Si en el joven Miguel influyen la luz y el color de la huerta, influyen también las costumbres y la tradición levítica. Ciudad jerarquizada y católica, en la que la familia ocupaba un modestísimo lugar girando en torno al quehacer paterno, en una humilde casa. Miguel Hernández Sánchez trataba en ganado lanar, criando pequeños hatos de cabras y ovejas, para vender y comprar, vendiendo también la leche que producía, en un negocio de poca monta, sostenido con personal esfuerzo al que asoció pronto el de los hijos varones (Vicente y Miguel). El matrimonio tuvo además dos hijas (Elvira y Encarnación). Tres más, murieron de muy niños.
En semejante contexto familiar un hijo con vocación artística resulta un desacomodo.
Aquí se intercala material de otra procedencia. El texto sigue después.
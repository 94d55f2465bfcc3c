pub mod dashboard;

pub use dashboard::SalesReportDashboard;
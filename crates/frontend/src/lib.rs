pub mod app;
pub mod dashboards;
pub mod domain;
pub mod layout;
pub mod shared;
pub mod system;

use wasm_bindgen::prelude::wasm_bindgen;

#[wasm_bindgen]
pub fn hydrate() {
    // initializes logging using the `log` crate
    _ = console_log::init_with_level(log::Level::Debug);
    console_error_panic_hook::set_once();

    leptos::mount::mount_to_body(app::App);
}

#[wasm_bindgen(start)]
pub fn start() {
    hydrate();
}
No culpemos del todo al padre —que incluso pegaba al chico si lo encontraba leyendo—. Producto de una sociedad clasista y discriminatoria, donde la cultura es un lujo, en un medio rural cuyo ínfimo nivel educativo obstruye toda comprensión. Apegado a su oficio, hubiera sido un milagro que admitiese de buen grado un hijo poeta. Por otra parte, parece necesario reconocer que, pese a todo, la asistencia de un muchacho al colegio hasta los catorce años (edad a la que el padre decidió que Miguel lo dejara), en aquella época, en un medio agrario y en familia de pocos recursos, es casi excepcional. Ni siquiera la ley de enseñanza obligatoria marcaba entonces esa edad, y ha sido siempre una ley incumplida, sobre todo en el campo y en los barrios suburbanos. Quizá sería más justo decir que los padres de Miguel, dadas sus circunstancias y su ambiente, no hicieron poco y que el chico disfrutó de mayor escolaridad que la inmensa mayoría de los hijos de pastores y campesinos en la España de 1920.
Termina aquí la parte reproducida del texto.